IFR is an estimate based upon assumptions about the prevalence of unreported infections.

We can see, from the more absolute numbers, like mortality attributed to COVID-19 that the IFR figures are quite dodgy.

While IFR is reasonable for trying to estimate how fast and far an infectious disease may spread, the CFR number, which compares known tested cases to case mortality, is probably a more reliable number for medical staff who must have good intelligence for dealing with any sort of epidemic or pandemic.

The distance between IFR and CFR numbers shows how 'trustable' the estimate is likely to be.

Because also of the wide variation of IFR estimates, where nearly every researcher has a different IFR (even when analyzing the same population), it is possible to cherry-pick IFR's in meta-analyses such as this, to represent an opinion rather than some sort of hard fact.


We have discussed before that the CFR is not a reliable or accurate measurement of how virulent a disease is. You don't seem to have understood the concept yet but I suppose you want to propagate the idea that Covid-19 has a high fatality rate which is untrue.

It seems to me that you are circulating the same debunked arguments which you have promoted in other threads.
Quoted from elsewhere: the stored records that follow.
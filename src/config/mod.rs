//! Configuration management for cloister.
//!
//! Settings are loaded from environment variables with defaults. Parsing of
//! configuration *files* is left to the embedding application; it can build a
//! [`Settings`] value directly.
//!
//! # Environment Variables
//!
//! - `CLOISTER_DIR`: Data directory (defaults to ~/.local/share/cloister)
//! - `CLOISTER_LIBRARY_TIMEOUT_SECS`: Library idle timeout (default 300)
//! - `CLOISTER_VAULT_TIMEOUT_SECS`: Vault idle timeout (default 120)
//! - `CLOISTER_LIBRARY_AUDIT`: `true`/`false`, audit for the library store (default true)
//! - `CLOISTER_KDF_MEMORY_KIB`, `CLOISTER_KDF_ITERATIONS`, `CLOISTER_KDF_PARALLELISM`:
//!   Argon2id cost (defaults 65536 / 3 / 4)
//! - `CLOISTER_MAX_FAILED_ATTEMPTS`: Failures before lockout (default 5)
//! - `CLOISTER_LOCKOUT_SECS`: Lockout duration (default 900)
//! - `CLOISTER_REKEY_BATCH_SIZE`: Records per re-key batch (default 64)
//! - `HOME`: Used for expanding the default data directory path

use crate::constants::{
    DEFAULT_DATA_SUBDIR, DEFAULT_LIBRARY_TIMEOUT_SECS, DEFAULT_LOCKOUT_SECS,
    DEFAULT_MAX_FAILED_ATTEMPTS, DEFAULT_REKEY_BATCH_SIZE, DEFAULT_VAULT_TIMEOUT_SECS,
    DEFAULT_WATCHDOG_INTERVAL_MS, ENV_VAR_CLOISTER_DIR, ENV_VAR_HOME, ENV_VAR_KDF_ITERATIONS,
    ENV_VAR_KDF_MEMORY_KIB, ENV_VAR_KDF_PARALLELISM, ENV_VAR_LIBRARY_AUDIT,
    ENV_VAR_LIBRARY_TIMEOUT, ENV_VAR_LOCKOUT_SECS, ENV_VAR_MAX_FAILED_ATTEMPTS,
    ENV_VAR_REKEY_BATCH_SIZE, ENV_VAR_VAULT_TIMEOUT, REDACTED_PLACEHOLDER,
};
use crate::crypto::KdfParams;
use crate::errors::{AppError, AppResult};
use crate::session::SessionPolicy;
use crate::store::StoreKind;
use std::env;
use std::fmt;
use std::path::PathBuf;
use std::str::FromStr;
use std::time::Duration;

/// Per-store policy.
#[derive(Debug, Clone, Copy, PartialEq, Eq)]
pub struct StorePolicy {
    /// Idle time after which an unlocked session locks itself.
    pub idle_timeout: Duration,
    /// Whether operations on this store are audited.
    pub audit_enabled: bool,
}

/// Settings for both stores and the shared key-derivation and lockout rules.
///
/// # Examples
///
/// ```
/// use cloister::config::Settings;
/// use std::path::PathBuf;
///
/// let mut settings = Settings::with_data_dir(PathBuf::from("/var/lib/cloister"));
/// assert_eq!(settings.vault.idle_timeout.as_secs(), 120);
///
/// settings.vault.audit_enabled = false;
/// assert!(settings.validate().is_err());
/// ```
#[derive(Clone, PartialEq, Eq)]
pub struct Settings {
    /// Root directory; each store lives in a subdirectory named after it.
    pub data_dir: PathBuf,
    pub kdf: KdfParams,
    pub library: StorePolicy,
    pub vault: StorePolicy,
    pub max_failed_attempts: u32,
    pub lockout: Duration,
    pub rekey_batch_size: usize,
    pub watchdog_interval: Duration,
}

impl fmt::Debug for Settings {
    fn fmt(&self, f: &mut fmt::Formatter<'_>) -> fmt::Result {
        f.debug_struct("Settings")
            .field("data_dir", &REDACTED_PLACEHOLDER)
            .field("kdf", &self.kdf)
            .field("library", &self.library)
            .field("vault", &self.vault)
            .field("max_failed_attempts", &self.max_failed_attempts)
            .field("lockout", &self.lockout)
            .field("rekey_batch_size", &self.rekey_batch_size)
            .finish()
    }
}

impl Settings {
    /// Default settings rooted at `data_dir`.
    pub fn with_data_dir(data_dir: PathBuf) -> Self {
        Self {
            data_dir,
            kdf: KdfParams::default(),
            library: StorePolicy {
                idle_timeout: Duration::from_secs(DEFAULT_LIBRARY_TIMEOUT_SECS),
                audit_enabled: true,
            },
            vault: StorePolicy {
                idle_timeout: Duration::from_secs(DEFAULT_VAULT_TIMEOUT_SECS),
                audit_enabled: true,
            },
            max_failed_attempts: DEFAULT_MAX_FAILED_ATTEMPTS,
            lockout: Duration::from_secs(DEFAULT_LOCKOUT_SECS),
            rekey_batch_size: DEFAULT_REKEY_BATCH_SIZE,
            watchdog_interval: Duration::from_millis(DEFAULT_WATCHDOG_INTERVAL_MS),
        }
    }

    /// Loads settings from environment variables with defaults.
    ///
    /// # Errors
    ///
    /// Returns `AppError::Config` if a variable does not parse, path expansion
    /// fails, or the result does not pass [`Settings::validate`].
    pub fn load() -> AppResult<Self> {
        let dir_raw = env::var(ENV_VAR_CLOISTER_DIR).unwrap_or_else(|_| {
            let home = env::var(ENV_VAR_HOME).unwrap_or_default();
            format!("{}/{}", home, DEFAULT_DATA_SUBDIR)
        });

        // Expand the path (handles ~ and environment variables)
        let expanded = shellexpand::full(&dir_raw)
            .map_err(|e| AppError::Config(format!("Failed to expand path: {}", e)))?;
        let mut settings = Settings::with_data_dir(PathBuf::from(expanded.into_owned()));

        if let Some(secs) = parse_var::<u64>(ENV_VAR_LIBRARY_TIMEOUT)? {
            settings.library.idle_timeout = Duration::from_secs(secs);
        }
        if let Some(secs) = parse_var::<u64>(ENV_VAR_VAULT_TIMEOUT)? {
            settings.vault.idle_timeout = Duration::from_secs(secs);
        }
        if let Some(enabled) = parse_var::<bool>(ENV_VAR_LIBRARY_AUDIT)? {
            settings.library.audit_enabled = enabled;
        }

        let memory_kib = parse_var(ENV_VAR_KDF_MEMORY_KIB)?.unwrap_or(settings.kdf.memory_kib);
        let iterations = parse_var(ENV_VAR_KDF_ITERATIONS)?.unwrap_or(settings.kdf.iterations);
        let parallelism = parse_var(ENV_VAR_KDF_PARALLELISM)?.unwrap_or(settings.kdf.parallelism);
        settings.kdf = KdfParams::new(memory_kib, iterations, parallelism)
            .map_err(|e| AppError::Config(e.to_string()))?;

        if let Some(max) = parse_var(ENV_VAR_MAX_FAILED_ATTEMPTS)? {
            settings.max_failed_attempts = max;
        }
        if let Some(secs) = parse_var::<u64>(ENV_VAR_LOCKOUT_SECS)? {
            settings.lockout = Duration::from_secs(secs);
        }
        if let Some(batch) = parse_var(ENV_VAR_REKEY_BATCH_SIZE)? {
            settings.rekey_batch_size = batch;
        }

        settings.validate()?;
        Ok(settings)
    }

    /// Checks that the settings are usable.
    ///
    /// # Errors
    ///
    /// Returns `AppError::Config` when:
    /// - the data directory is empty or relative
    /// - vault audit is disabled
    /// - a timeout, the attempt threshold or the batch size is zero
    pub fn validate(&self) -> AppResult<()> {
        if self.data_dir.as_os_str().is_empty() {
            return Err(AppError::Config("Data directory path is empty".to_string()));
        }
        if !self.data_dir.is_absolute() {
            return Err(AppError::Config(
                "Data directory must be an absolute path".to_string(),
            ));
        }
        if !self.vault.audit_enabled {
            return Err(AppError::Config(
                "Audit logging cannot be disabled for the vault store".to_string(),
            ));
        }
        if self.library.idle_timeout.is_zero() || self.vault.idle_timeout.is_zero() {
            return Err(AppError::Config("Idle timeouts must be non-zero".to_string()));
        }
        if self.max_failed_attempts == 0 {
            return Err(AppError::Config(
                "Failed attempt threshold must be at least 1".to_string(),
            ));
        }
        if self.rekey_batch_size == 0 {
            return Err(AppError::Config("Re-key batch size must be at least 1".to_string()));
        }
        Ok(())
    }

    /// Policy of one store.
    pub fn store_policy(&self, kind: StoreKind) -> StorePolicy {
        match kind {
            StoreKind::Library => self.library,
            StoreKind::Vault => self.vault,
        }
    }

    /// Directory holding one store.
    pub fn store_dir(&self, kind: StoreKind) -> PathBuf {
        self.data_dir.join(kind.purpose())
    }

    /// Session rules for one store.
    pub fn session_policy(&self, kind: StoreKind) -> AppResult<SessionPolicy> {
        let to_chrono = |d: Duration| {
            chrono::Duration::from_std(d)
                .map_err(|e| AppError::Config(format!("Duration out of range: {}", e)))
        };
        Ok(SessionPolicy {
            idle_timeout: to_chrono(self.store_policy(kind).idle_timeout)?,
            max_failed_attempts: self.max_failed_attempts,
            lockout: to_chrono(self.lockout)?,
            watchdog_interval: self.watchdog_interval,
        })
    }
}

fn parse_var<T: FromStr>(name: &str) -> AppResult<Option<T>>
where
    T::Err: fmt::Display,
{
    match env::var(name) {
        Ok(raw) => raw
            .trim()
            .parse()
            .map(Some)
            .map_err(|e| AppError::Config(format!("Invalid value for {}: {}", name, e))),
        Err(_) => Ok(None),
    }
}

#[cfg(test)]
mod tests {
    use super::*;
    use serial_test::serial;
    use tempfile::tempdir;

    const ALL_VARS: [&str; 10] = [
        ENV_VAR_CLOISTER_DIR,
        ENV_VAR_LIBRARY_TIMEOUT,
        ENV_VAR_VAULT_TIMEOUT,
        ENV_VAR_LIBRARY_AUDIT,
        ENV_VAR_KDF_MEMORY_KIB,
        ENV_VAR_KDF_ITERATIONS,
        ENV_VAR_KDF_PARALLELISM,
        ENV_VAR_MAX_FAILED_ATTEMPTS,
        ENV_VAR_LOCKOUT_SECS,
        ENV_VAR_REKEY_BATCH_SIZE,
    ];

    fn setup() {
        // Clear relevant environment variables before each test
        for var in ALL_VARS {
            env::remove_var(var);
        }
    }

    #[test]
    fn test_debug_impl_redacts_data_dir() {
        let settings = Settings::with_data_dir(PathBuf::from("/home/username/secret/place"));
        let debug_output = format!("{:?}", settings);

        assert!(debug_output.contains(REDACTED_PLACEHOLDER));
        assert!(!debug_output.contains("/home/username/secret/place"));
    }

    #[test]
    fn test_defaults() {
        let settings = Settings::with_data_dir(PathBuf::from("/data"));
        assert_eq!(settings.library.idle_timeout, Duration::from_secs(300));
        assert_eq!(settings.vault.idle_timeout, Duration::from_secs(120));
        assert_eq!(settings.max_failed_attempts, 5);
        assert_eq!(settings.lockout, Duration::from_secs(900));
        assert!(settings.library.audit_enabled);
        assert!(settings.validate().is_ok());
        assert_eq!(settings.store_dir(StoreKind::Vault), PathBuf::from("/data/vault"));
    }

    #[test]
    fn test_validate_rejects_disabled_vault_audit() {
        let mut settings = Settings::with_data_dir(PathBuf::from("/data"));
        settings.library.audit_enabled = false;
        assert!(settings.validate().is_ok());

        settings.vault.audit_enabled = false;
        let err = settings.validate().unwrap_err();
        assert!(err.to_string().contains("vault"));
    }

    #[test]
    fn test_validate_rejects_relative_dir() {
        let settings = Settings::with_data_dir(PathBuf::from("relative/dir"));
        assert!(settings.validate().is_err());
    }

    #[test]
    #[serial]
    fn test_load_from_env() {
        setup();
        let temp_dir = tempdir().unwrap();
        env::set_var(ENV_VAR_CLOISTER_DIR, temp_dir.path());
        env::set_var(ENV_VAR_VAULT_TIMEOUT, "30");
        env::set_var(ENV_VAR_LIBRARY_AUDIT, "false");
        env::set_var(ENV_VAR_KDF_MEMORY_KIB, "1024");
        env::set_var(ENV_VAR_KDF_ITERATIONS, "1");
        env::set_var(ENV_VAR_KDF_PARALLELISM, "1");

        let settings = Settings::load();
        setup();

        let settings = settings.unwrap();
        assert_eq!(settings.data_dir, temp_dir.path());
        assert_eq!(settings.vault.idle_timeout, Duration::from_secs(30));
        assert!(!settings.library.audit_enabled);
        assert_eq!(settings.kdf, KdfParams::new(1024, 1, 1).unwrap());
    }

    #[test]
    #[serial]
    fn test_load_rejects_garbage() {
        setup();
        let temp_dir = tempdir().unwrap();
        env::set_var(ENV_VAR_CLOISTER_DIR, temp_dir.path());
        env::set_var(ENV_VAR_LOCKOUT_SECS, "fifteen minutes");

        let result = Settings::load();
        setup();

        let err = result.unwrap_err();
        assert!(err.to_string().contains(ENV_VAR_LOCKOUT_SECS));
    }

    #[test]
    fn test_session_policy_conversion() {
        let settings = Settings::with_data_dir(PathBuf::from("/data"));
        let policy = settings.session_policy(StoreKind::Library).unwrap();
        assert_eq!(policy.idle_timeout, chrono::Duration::seconds(300));
        assert_eq!(policy.lockout, chrono::Duration::minutes(15));
    }
}
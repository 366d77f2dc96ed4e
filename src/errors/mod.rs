//! Error handling utilities for the cloister vault subsystem.
//!
//! This module provides the central error type `AppError` which represents all
//! possible error conditions surfaced at the vault boundary, as well as the
//! convenience type alias `AppResult` for functions that can return these errors.
//!
//! Every security-relevant failure has its own typed variant so callers can
//! react to it (re-prompt, wait out a lockout, resume a re-key) without
//! inspecting message strings.

use std::io;
use std::path::PathBuf;
use std::time::Duration;
use thiserror::Error;

use crate::deletion::DeletionStep;
use crate::store::StoreKind;

/// Represents specific error cases that can occur during cryptographic operations.
///
/// # Examples
///
/// ```
/// use cloister::errors::CryptoError;
///
/// let error = CryptoError::WrongPassphrase;
/// let message = format!("{}", error);
/// assert!(message.contains("passphrase"));
/// ```
#[derive(Debug, Error)]
pub enum CryptoError {
    /// Authentication-tag mismatch while unwrapping the store key.
    #[error("Incorrect passphrase. The store key could not be authenticated.")]
    WrongPassphrase,

    /// An empty passphrase was supplied.
    #[error("Passphrase cannot be empty")]
    EmptyPassphrase,

    /// The passphrase confirmation did not match.
    #[error("Passphrases do not match")]
    PassphraseMismatch,

    /// Reading a passphrase from the terminal failed.
    #[error("Failed to read passphrase: {0}")]
    PassphrasePrompt(String),

    /// The salt is shorter than the minimum accepted length.
    #[error("Salt must be at least {min} bytes, got {actual}")]
    InvalidSalt {
        /// Minimum accepted salt length
        min: usize,
        /// Length that was supplied
        actual: usize,
    },

    /// The key derivation function rejected its parameters.
    #[error("Key derivation failed: {0}")]
    KeyDerivation(String),

    /// Sealing a record failed.
    #[error("Encryption failed: {0}")]
    EncryptionFailed(String),

    /// A record failed authentication under the current key.
    #[error("Decryption failed for {what}: ciphertext could not be authenticated")]
    DecryptionFailed {
        /// What was being decrypted (record reference, canary, key slot)
        what: String,
    },

    /// The operating system random source failed.
    #[error("Random number generation failed: {0}")]
    Random(String),
}

/// Session lifecycle errors.
///
/// # Examples
///
/// ```
/// use cloister::errors::SessionError;
/// use std::time::Duration;
///
/// let error = SessionError::LockedOut { remaining: Duration::from_secs(90) };
/// assert!(format!("{}", error).contains("90"));
/// ```
#[derive(Debug, Error)]
pub enum SessionError {
    /// The store is locked and must be unlocked first.
    #[error("Store is locked. Unlock it with your passphrase to continue.")]
    Locked,

    /// Too many failed unlock attempts; all operations are refused until the
    /// lockout elapses.
    #[error("Too many failed unlock attempts. Try again in {} seconds.", remaining.as_secs())]
    LockedOut {
        /// Time left until the lockout elapses
        remaining: Duration,
    },

    /// The idle timer lapsed between the check and the use.
    #[error("Session expired. Unlock the store again to continue.")]
    SessionExpired,

    /// The session is already unlocked.
    #[error("Store is already unlocked")]
    AlreadyUnlocked,
}

/// Errors raised by the encrypted store.
#[derive(Debug, Error)]
pub enum StoreError {
    /// A re-key was interrupted; only the resume path is available.
    #[error("A re-key of this store was interrupted (version {from} -> {to}). Resume it before normal access.")]
    InterruptedRekey {
        /// Key version the migration started from
        from: u64,
        /// Key version the migration is moving to
        to: u64,
    },

    /// `resume_rekey` was called but no re-key is pending.
    #[error("No interrupted re-key to resume")]
    NoRekeyPending,

    /// The store has no salt or key slot yet.
    #[error("Store '{0}' has not been initialized")]
    NotInitialized(StoreKind),

    /// `initialize` was called on an initialized store.
    #[error("Store '{0}' is already initialized")]
    AlreadyInitialized(StoreKind),

    /// The store file was created for a different purpose label.
    #[error("Store purpose mismatch: expected '{expected}', found '{found}'")]
    PurposeMismatch {
        /// Purpose expected by the caller
        expected: String,
        /// Purpose recorded in the store
        found: String,
    },

    /// Another process holds the store directory lock.
    #[error("Store at {path} is in use by another process")]
    Busy {
        /// Directory that is locked
        path: PathBuf,
    },

    /// A record id was empty or otherwise unusable.
    #[error("Invalid record id: {0}")]
    InvalidRecordId(String),

    /// The store moved to a newer key version than the caller holds.
    #[error("Key version {held} is stale, store is at version {current}")]
    StaleKey {
        /// Version the caller's data key belongs to
        held: u64,
        /// Version recorded in the store
        current: u64,
    },

    /// The persisted layout is inconsistent.
    #[error("Store is corrupt: {0}")]
    Corrupt(String),
}

/// Errors raised by the secure deletion service.
#[derive(Debug, Error)]
pub enum DeletionError {
    /// A cascade step failed; the whole transaction was rolled back.
    #[error("Deletion failed at the {step} step; all layers were rolled back: {reason}")]
    PartialDeletionFailure {
        /// Step that failed
        step: DeletionStep,
        /// Description of the underlying failure
        reason: String,
    },

    /// None of the requested targets exist.
    #[error("Nothing to delete: target not found")]
    TargetNotFound,

    /// The request named no targets.
    #[error("Deletion request has no targets")]
    EmptyRequest,
}

/// Errors raised by the audit log.
#[derive(Debug, Error)]
pub enum AuditError {
    /// The hash chain does not verify; further vault writes are refused.
    #[error("Audit chain tamper detected at sequence {sequence}. Writes are refused pending investigation.")]
    ChainTamperDetected {
        /// First sequence number at which the chain diverges
        sequence: u64,
    },

    /// Audit is disabled for this store.
    #[error("Audit logging is disabled for this store")]
    Disabled,

    /// Building the export archive failed.
    #[error("Audit export failed: {0}")]
    Export(String),
}

/// Represents specific error cases that can occur during database operations.
///
/// # Examples
///
/// ```
/// use cloister::errors::DatabaseError;
///
/// let error = DatabaseError::NotFound("record 123".to_string());
/// assert!(format!("{}", error).contains("not found"));
/// ```
#[derive(Debug, Error)]
pub enum DatabaseError {
    /// SQLite database error.
    #[error("Database error: {0}")]
    Sqlite(#[from] rusqlite::Error),

    /// Connection pool error.
    #[error("Failed to get connection from pool: {0}")]
    Pool(#[from] r2d2::Error),

    /// Requested record not found in the database.
    #[error("Record not found: {0}")]
    NotFound(String),

    /// Serializing or parsing a persisted value failed.
    #[error("Serialization error: {0}")]
    Serialization(#[from] serde_json::Error),
}

/// Represents all possible errors surfaced at the vault boundary.
///
/// # Examples
///
/// Creating a configuration error:
/// ```
/// use cloister::errors::AppError;
///
/// let error = AppError::Config("vault audit cannot be disabled".to_string());
/// assert_eq!(format!("{}", error), "Configuration error: vault audit cannot be disabled");
/// ```
///
/// Converting from an IO error:
/// ```
/// use cloister::errors::AppError;
/// use std::io::{self, ErrorKind};
///
/// let io_error = io::Error::new(ErrorKind::NotFound, "file not found");
/// let app_error: AppError = io_error.into();
///
/// match app_error {
///     AppError::Io(inner) => assert_eq!(inner.kind(), ErrorKind::NotFound),
///     _ => panic!("Expected Io variant"),
/// }
/// ```
#[derive(Debug, Error)]
pub enum AppError {
    /// Errors related to configuration loading or validation.
    #[error("Configuration error: {0}")]
    Config(String),

    /// Input/output errors from filesystem operations.
    #[error("I/O error: {0}")]
    Io(#[from] io::Error),

    /// Errors related to cryptographic operations.
    #[error("Cryptographic error: {0}")]
    Crypto(#[from] CryptoError),

    /// Errors related to the session lifecycle.
    #[error("Session error: {0}")]
    Session(#[from] SessionError),

    /// Errors related to the encrypted store.
    #[error("Store error: {0}")]
    Store(#[from] StoreError),

    /// Errors related to secure deletion.
    #[error("Deletion error: {0}")]
    Deletion(#[from] DeletionError),

    /// Errors related to the audit log.
    #[error("Audit error: {0}")]
    Audit(#[from] AuditError),

    /// Errors related to database operations.
    #[error("Database error: {0}")]
    Database(#[from] DatabaseError),
}

impl From<rusqlite::Error> for AppError {
    fn from(err: rusqlite::Error) -> Self {
        AppError::Database(DatabaseError::Sqlite(err))
    }
}

impl From<r2d2::Error> for AppError {
    fn from(err: r2d2::Error) -> Self {
        AppError::Database(DatabaseError::Pool(err))
    }
}

impl From<serde_json::Error> for AppError {
    fn from(err: serde_json::Error) -> Self {
        AppError::Database(DatabaseError::Serialization(err))
    }
}

impl AppError {
    /// Returns `true` if this error is a wrong-passphrase authentication failure.
    pub fn is_wrong_passphrase(&self) -> bool {
        matches!(self, AppError::Crypto(CryptoError::WrongPassphrase))
    }

    /// Returns `true` if this error reports an interrupted re-key.
    pub fn is_interrupted_rekey(&self) -> bool {
        matches!(self, AppError::Store(StoreError::InterruptedRekey { .. }))
    }

    /// Short stable label used in audit details and structured logs.
    pub fn kind(&self) -> &'static str {
        match self {
            AppError::Config(_) => "config",
            AppError::Io(_) => "io",
            AppError::Crypto(CryptoError::WrongPassphrase) => "wrong_passphrase",
            AppError::Crypto(_) => "crypto",
            AppError::Session(SessionError::LockedOut { .. }) => "locked_out",
            AppError::Session(SessionError::SessionExpired) => "session_expired",
            AppError::Session(SessionError::Locked) => "locked",
            AppError::Session(_) => "session",
            AppError::Store(StoreError::InterruptedRekey { .. }) => "interrupted_rekey",
            AppError::Store(StoreError::StaleKey { .. }) => "stale_key",
            AppError::Store(_) => "store",
            AppError::Deletion(DeletionError::PartialDeletionFailure { .. }) => {
                "partial_deletion_failure"
            }
            AppError::Deletion(DeletionError::TargetNotFound) => "not_found",
            AppError::Deletion(_) => "deletion",
            AppError::Audit(AuditError::ChainTamperDetected { .. }) => "audit_tamper",
            AppError::Audit(_) => "audit",
            AppError::Database(_) => "database",
        }
    }
}

/// A type alias for `Result<T, AppError>` to simplify function signatures.
///
/// # Examples
///
/// ```
/// use cloister::errors::{AppError, AppResult};
///
/// fn might_fail(flag: bool) -> AppResult<&'static str> {
///     if flag {
///         return Err(AppError::Config("bad setting".to_string()));
///     }
///     Ok("ok")
/// }
/// assert!(might_fail(true).is_err());
/// ```
pub type AppResult<T> = Result<T, AppError>;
The IFR is the most important number and hence there is so much research dedicated to it to find its true value which has been already estimated long time ago by one of the top epidemiologists Dr John Ioannidis from Stanford and it's 0.15%

pubmed.ncbi.nlm.nih.gov...

Don't involve politics into science please.

edit on 19-10-2022 by Asmodeus3 because: (no reason given)

edit on 19-10-2022 by Asmodeus3 because: (no reason given)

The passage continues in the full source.